После войны в тюрьмах и лагерях я убедился: расправы, чинимые НКВД, МГБ, ОСО, были несправедливы, жестоки и просто бессмысленны. Чаще всего очень вредили реальным интересам государства и партии. Безнравственность этих расправ уже нельзя было объяснить исторической необходимостью, как мы объясняли террор революции и гражданских войн. Ежовщина, бериевщина, десять лет спустя скажут — сталинщина, — явно противоречили исторической необходимости.
Чем отчетливее я сознавал, что не могу разрешить это противоречие знакомыми средствами диамата-истмата, тем внимательнее прислушивался к людям, думавшим по-иному, и старался понять взгляды, противоположные моим.
В первые мои комсомольские годы я просто не услышал бы даже очень умного человека, зная, что он религиозен, либерал или меньшевик и т. п. «…Из Назарета может ли быть что доброе?»
Позднее, напротив, я уже старался узнавать, что и как думают идеологические противники. Поэтому и до войны и тем более на фронте внимательно читал нацистские книги, журналы и газеты, читал и слушал по радио речи Гитлера, Геббельса, Геринга и др., а пленных не столько допрашивал, сколько расспрашивал, вызывал на откровенные непринужденные разговоры.
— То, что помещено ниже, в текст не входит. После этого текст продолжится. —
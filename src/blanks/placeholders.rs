//! Placeholder records
//!
//! A placeholder is one physical occurrence of a bracketed token:
//! - `literal`: the exact matched substring, delimiters included. All
//!   occurrences sharing a literal are filled from the same answer pool,
//!   consumed in order.
//! - `display_name`: human-readable label used for question prompting.
//! - `kind`: text or currency.
//! - `context`: surrounding text window kept for disambiguation and prompts.
//!
//! A placeholder's position in the extracted sequence is its occurrence
//! index, the addressing unit shared by the interview loop and the filler.
//! Two placeholders with the same literal are distinct entries at different
//! indices. Records are never mutated once extracted; indices are final.

use serde::{Deserialize, Serialize};
use std::fmt;

#[derive(Debug, Clone, Copy, PartialEq, Eq, Serialize, Deserialize)]
#[serde(rename_all = "lowercase")]
pub enum PlaceholderKind {
    Text,
    Currency,
}

impl PlaceholderKind {
    pub fn is_currency(self) -> bool {
        self == PlaceholderKind::Currency
    }
}

impl fmt::Display for PlaceholderKind {
    fn fmt(&self, f: &mut fmt::Formatter<'_>) -> fmt::Result {
        match self {
            PlaceholderKind::Text => write!(f, "text"),
            PlaceholderKind::Currency => write!(f, "currency"),
        }
    }
}

#[derive(Debug, Clone, PartialEq, Serialize, Deserialize)]
pub struct Placeholder {
    pub literal: String,
    pub display_name: String,
    pub kind: PlaceholderKind,
    pub context: String,
}

impl Placeholder {
    pub fn new(
        literal: String,
        display_name: String,
        kind: PlaceholderKind,
        context: String,
    ) -> Self {
        Self {
            literal,
            display_name,
            kind,
            context,
        }
    }
}

impl fmt::Display for Placeholder {
    fn fmt(&self, f: &mut fmt::Formatter<'_>) -> fmt::Result {
        write!(f, "{} ({}: {})", self.literal, self.kind, self.display_name)
    }
}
Так же внимательно я знакомился с пропагандистской литературой власовцев, бандеровцев (ОУН), польских националистов. Это было изучение противника, «идеологическая разведка», целеустремленная, движимая любознательной враждебностью.
«Воинствующим безбожником» я не был никогда. Потому что и в годы задиристой юности считал постыдным оскорблять чужую веру и не хотел мешать тем, кому религия приносила утешение, надежды. В тюрьме я часто завидовал верующим: для них лишения и страдания были исполнены высокого смысла, и смерть их не пугала. Я уже не мог вернуться к доброму Богу моего детства, поверить в существование предвечной высшей силы, сотворившей наш мир. И не мог поверить, что смертные люди способны постичь такую силу и вправе истолковывать ее волю, возвещать от ее имени законы и по ним судить, карать и миловать себе подобных…
Однако меня всегда радовали и радуют встречи с такими верующими, которые похожи на Мотю Мейтува тем, что для них религия — это не система догматов и ритуалов, а нравственная основа человека, живой источник доброго отношения к другим.
В январе 44-го, после госпиталя, в дни последней побывки в Москве, мы вдвоем с другом пришли в гости к нашей приятельнице, бывшей сокурснице. Мы пили пустой чай с огрызками сухарей и говорили о том, когда может кончиться война, что будет после. Говорили, что люди теперь должны стать умнее, добрее, справедливее. Война раскрыла действительные свойства народа, кто чего стоит, и после войны конечно же начнется расцвет в экономике, в науке и технике. В 20-е годы Европа и Америка рванули на целую эпоху вперед. Авиация, автомобилизация, кино, радио — все это был послевоенный прогресс. Мы тогда отстали от Запада из-за гражданской войны, из-за блокады. Но теперь уже мы будем главными победителями. И социальный прогресс не отстанет от технического и научного.